TO DO
Once you find a line containing the word "QualifiedApiName" in the entries below, copy it.

※

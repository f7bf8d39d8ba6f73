use async_trait::async_trait;
use orgscan_client::{GuardPolicy, QueryExecutor, RateGuard};
use orgscan_core::{
    MetadataDescriptor, OrgScanError, Parameters, QueryPage, QuerySurface, QueryTransport, Result,
    Row,
};
use orgscan_engine::{
    Dataset, DatasetContext, DatasetOutput, DatasetRegistry, DatasetRunInfo, OutputForm, Recipe,
    RecipeCollection, RecipeEngine, RecipeResult, ResolvedDatasets, RuleRegistry, ScoreEngine,
};
use serde_json::json;
use std::collections::BTreeMap;
use std::sync::atomic::{AtomicUsize, Ordering};
use std::sync::Arc;

/// Serves canned rows per FROM clause; every query completes in one
/// page.
struct ScriptedTransport {
    routes: Vec<(&'static str, Vec<Row>)>,
}

impl ScriptedTransport {
    fn org_fixture() -> Self {
        let rows = |values: Vec<serde_json::Value>| -> Vec<Row> {
            values
                .into_iter()
                .map(|v| v.as_object().unwrap().clone())
                .collect()
        };
        Self {
            routes: vec![
                (
                    "FROM EntityDefinition",
                    rows(vec![
                        json!({"DurableId": "Account", "QualifiedApiName": "Account",
                               "Description": "Customer accounts"}),
                        json!({"DurableId": "Invoice__c", "QualifiedApiName": "Invoice__c"}),
                    ]),
                ),
                (
                    "FROM MetadataComponentDependency",
                    rows(vec![json!({
                        "MetadataComponentId": "01p1", "MetadataComponentType": "ApexClass",
                        "MetadataComponentName": "InvoiceService",
                        "RefMetadataComponentId": "00N1", "RefMetadataComponentType": "CustomField",
                        "RefMetadataComponentName": "Amount__c"
                    })]),
                ),
                (
                    "FROM CustomField",
                    rows(vec![
                        json!({"Id": "00N1", "DeveloperName": "Amount__c",
                               "Description": "Total amount", "EntityDefinitionId": "Invoice__c"}),
                        json!({"Id": "00N2", "DeveloperName": "Legacy__c",
                               "EntityDefinitionId": "Invoice__c"}),
                    ]),
                ),
                (
                    "FROM PermissionSetAssignment",
                    rows(vec![
                        json!({"AssigneeId": "005A", "PermissionSet": {"ProfileId": "00e1"}}),
                        json!({"AssigneeId": "005B", "PermissionSet": {"ProfileId": "00e1"}}),
                    ]),
                ),
                (
                    "FROM Profile",
                    rows(vec![
                        json!({"Id": "00e1", "Name": "Standard User", "Description": "default"}),
                        json!({"Id": "00e2", "Name": "Old Profile"}),
                    ]),
                ),
                (
                    "FROM ObjectPermissions",
                    rows(vec![json!({
                        "Parent": {"ProfileId": "00e1"}, "SobjectType": "Invoice__c",
                        "PermissionsRead": true, "PermissionsEdit": true,
                        "PermissionsCreate": false, "PermissionsDelete": false
                    })]),
                ),
                (
                    "FROM User",
                    rows(vec![
                        json!({"Id": "005A", "Username": "admin@example.com",
                               "Profile": {"Name": "System Administrator"}}),
                        json!({"Id": "005B", "Username": "jo@example.com",
                               "LastLoginDate": "2024-03-01T08:00:00Z",
                               "Profile": {"Name": "Standard User"}}),
                    ]),
                ),
            ],
        }
    }

    fn empty() -> Self {
        Self { routes: Vec::new() }
    }
}

#[async_trait]
impl QueryTransport for ScriptedTransport {
    async fn query(&self, _surface: QuerySurface, query: &str) -> Result<QueryPage> {
        for (clause, rows) in &self.routes {
            if query.contains(clause) {
                return Ok(QueryPage::complete(rows.clone()));
            }
        }
        Ok(QueryPage::complete(Vec::new()))
    }

    async fn query_next(&self, _surface: QuerySurface, _locator: &str) -> Result<QueryPage> {
        Ok(QueryPage::complete(Vec::new()))
    }

    async fn read_metadata(&self, _descriptors: &[MetadataDescriptor]) -> Result<Vec<Row>> {
        Ok(Vec::new())
    }
}

fn context(transport: ScriptedTransport) -> DatasetContext {
    DatasetContext {
        executor: Arc::new(QueryExecutor::new(
            Arc::new(transport),
            Arc::new(RateGuard::new(GuardPolicy::Enforce)),
        )),
        scorer: Arc::new(ScoreEngine::new(Arc::new(RuleRegistry::builtin()))),
    }
}

fn no_params() -> Parameters {
    Parameters::new()
}

// ---------------------------------------------------------------------
// End-to-end over the built-in datasets and recipes

#[tokio::test]
async fn object_inventory_joins_scores_and_sorts() {
    let engine = RecipeEngine::with_builtin(context(ScriptedTransport::org_fixture()));
    let result = engine.run("object-inventory", &no_params()).await.unwrap();

    let RecipeResult::Records(records) = result else {
        panic!("expected records");
    };
    let names: Vec<&str> = records.iter().map(|r| r.name.as_str()).collect();
    assert_eq!(names, vec!["Account", "Invoice__c"]);

    // Field counts were joined from the sibling query.
    let invoice = &records[1];
    assert_eq!(invoice.num_prop("FieldCount"), Some(2.0));
    // Invoice__c has no description: rule 1 fires.
    assert!(invoice.violates(1));
    assert!(!records[0].violates(1));
}

#[tokio::test]
async fn field_audit_attaches_dependencies() {
    let engine = RecipeEngine::with_builtin(context(ScriptedTransport::org_fixture()));
    let mut params = Parameters::new();
    params.insert("object".to_string(), "Invoice__c".to_string());
    let result = engine.run("field-audit", &params).await.unwrap();

    let RecipeResult::Records(records) = result else {
        panic!("expected records");
    };
    assert_eq!(records.len(), 2);

    let amount = records.iter().find(|r| r.name == "Amount__c").unwrap();
    let deps = amount.dependencies.as_ref().unwrap();
    assert_eq!(deps.referenced_by.len(), 1);
    assert!(!amount.violates(2));

    // Legacy__c is referenced nowhere and has no description.
    let legacy = records.iter().find(|r| r.name == "Legacy__c").unwrap();
    assert!(legacy.violates(1));
    assert!(legacy.violates(2));
    assert_eq!(legacy.score, 2);
}

#[tokio::test]
async fn profile_matrix_swaps_in_display_labels() {
    let engine = RecipeEngine::with_builtin(context(ScriptedTransport::org_fixture()));
    let result = engine.run("profile-permissions", &no_params()).await.unwrap();

    let RecipeResult::Matrix(matrix) = result else {
        panic!("expected a matrix");
    };
    assert_eq!(matrix.headers[0].id, "00e1");
    assert_eq!(matrix.headers[0].label, "Standard User");
    assert_eq!(matrix.cell("Invoice__c", "00e1"), Some("RU"));
}

#[tokio::test]
async fn pipeline_is_deterministic() {
    let run = || async {
        let engine = RecipeEngine::with_builtin(context(ScriptedTransport::org_fixture()));
        let result = engine.run("org-health", &no_params()).await.unwrap();
        serde_json::to_string(&result).unwrap()
    };
    assert_eq!(run().await, run().await);
}

// ---------------------------------------------------------------------
// Orchestration behavior over purpose-built datasets and recipes

struct CountingDataset {
    runs: Arc<AtomicUsize>,
}

#[async_trait]
impl Dataset for CountingDataset {
    fn alias(&self) -> &str {
        "counting"
    }

    async fn run(&self, _ctx: &DatasetContext, _params: &Parameters) -> Result<DatasetOutput> {
        self.runs.fetch_add(1, Ordering::SeqCst);
        Ok(DatasetOutput::Scalar("ran".to_string()))
    }

    fn output_form(&self) -> OutputForm {
        OutputForm::Scalar
    }
}

struct FailingDataset;

#[async_trait]
impl Dataset for FailingDataset {
    fn alias(&self) -> &str {
        "failing"
    }

    async fn run(&self, _ctx: &DatasetContext, _params: &Parameters) -> Result<DatasetOutput> {
        Err(OrgScanError::Query {
            query: "SELECT Id FROM Broken".to_string(),
            code: "MALFORMED_QUERY".to_string(),
            cause: "simulated".to_string(),
        })
    }
}

/// Requests the counting dataset twice under one cache key, plus
/// optionally the failing one, and counts transform invocations.
struct SpyRecipe {
    alias: &'static str,
    include_failing: bool,
    transforms: Arc<AtomicUsize>,
}

impl Recipe for SpyRecipe {
    fn alias(&self) -> &str {
        self.alias
    }

    fn extract(&self, _params: &Parameters) -> Result<Vec<DatasetRunInfo>> {
        let mut infos = vec![
            DatasetRunInfo::new("counting"),
            DatasetRunInfo::new("counting"),
        ];
        if self.include_failing {
            infos.push(DatasetRunInfo::new("failing"));
        }
        Ok(infos)
    }

    fn transform(&self, resolved: &ResolvedDatasets, _params: &Parameters) -> Result<RecipeResult> {
        self.transforms.fetch_add(1, Ordering::SeqCst);
        // Required-key check happens even for the spy.
        let _ = resolved;
        Ok(RecipeResult::Records(Vec::new()))
    }
}

fn spy_engine(include_failing: bool) -> (RecipeEngine, Arc<AtomicUsize>, Arc<AtomicUsize>) {
    let runs = Arc::new(AtomicUsize::new(0));
    let transforms = Arc::new(AtomicUsize::new(0));
    let mut registry = DatasetRegistry::new();
    registry.register(Arc::new(CountingDataset { runs: runs.clone() }));
    registry.register(Arc::new(FailingDataset));
    let mut engine = RecipeEngine::new(context(ScriptedTransport::empty()), registry);
    engine.register_recipe(Arc::new(SpyRecipe {
        alias: "spy",
        include_failing,
        transforms: transforms.clone(),
    }));
    (engine, runs, transforms)
}

#[tokio::test]
async fn failing_dataset_fails_the_recipe_without_transform() {
    let (engine, _runs, transforms) = spy_engine(true);
    let err = engine.run("spy", &no_params()).await.unwrap_err();
    assert!(matches!(err, OrgScanError::Query { .. }));
    assert_eq!(transforms.load(Ordering::SeqCst), 0);
}

#[tokio::test]
async fn datasets_resolve_once_per_cache_key() {
    let (engine, runs, transforms) = spy_engine(false);
    engine.run("spy", &no_params()).await.unwrap();
    assert_eq!(runs.load(Ordering::SeqCst), 1);
    assert_eq!(transforms.load(Ordering::SeqCst), 1);
}

#[tokio::test]
async fn cache_backed_runs_skip_the_dataset() {
    let runs = Arc::new(AtomicUsize::new(0));
    let mut registry = DatasetRegistry::new();
    registry.register(Arc::new(CountingDataset { runs: runs.clone() }));
    let mut engine = RecipeEngine::new(context(ScriptedTransport::empty()), registry)
        .with_cache(Arc::new(orgscan_cache::CacheStore::new("orgscan", "test")));
    engine.register_recipe(Arc::new(SpyRecipe {
        alias: "spy",
        include_failing: false,
        transforms: Arc::new(AtomicUsize::new(0)),
    }));

    engine.run("spy", &no_params()).await.unwrap();
    engine.run("spy", &no_params()).await.unwrap();
    assert_eq!(runs.load(Ordering::SeqCst), 1);
    assert!(engine.cache().unwrap().contains("counting"));
}

#[tokio::test]
async fn collection_members_share_dataset_resolution() {
    let runs = Arc::new(AtomicUsize::new(0));
    let mut registry = DatasetRegistry::new();
    registry.register(Arc::new(CountingDataset { runs: runs.clone() }));
    let mut engine = RecipeEngine::new(context(ScriptedTransport::empty()), registry);
    for alias in ["left", "right"] {
        engine.register_recipe(Arc::new(SpyRecipe {
            alias,
            include_failing: false,
            transforms: Arc::new(AtomicUsize::new(0)),
        }));
    }
    engine.register_collection(RecipeCollection::new("both", vec!["left", "right"]));

    // Both members request the same cache key; one top-level run
    // resolves it once, with or without a cache attached.
    engine.run("both", &no_params()).await.unwrap();
    assert_eq!(runs.load(Ordering::SeqCst), 1);
}

#[tokio::test]
async fn unknown_recipe_alias_is_a_configuration_error() {
    let engine = RecipeEngine::with_builtin(context(ScriptedTransport::empty()));
    let err = engine.run("nonsense", &no_params()).await.unwrap_err();
    assert_eq!(err.code(), "CONFIGURATION_ERROR");
}

#[tokio::test]
async fn collection_composes_and_filters_members() {
    let ctx = context(ScriptedTransport::org_fixture());
    let mut engine = RecipeEngine::with_builtin(ctx);
    engine.register_collection(
        RecipeCollection::new("admin-report", vec!["user-audit"]).with_rule_filter(vec![8]),
    );

    let result = engine.run("admin-report", &no_params()).await.unwrap();
    let RecipeResult::Composite(members) = result else {
        panic!("expected a composite result");
    };
    let RecipeResult::Records(users) = &members["user-audit"] else {
        panic!("expected records");
    };
    // Only the admin-profile user survives the rule filter.
    let names: Vec<&str> = users.iter().map(|u| u.name.as_str()).collect();
    assert_eq!(names, vec!["admin@example.com"]);
}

※

THE COMPLETED TASK
                        json!({"DurableId": "Account", "QualifiedApiName": "Account",
                        json!({"DurableId": "Invoice__c", "QualifiedApiName": "Invoice__c"}),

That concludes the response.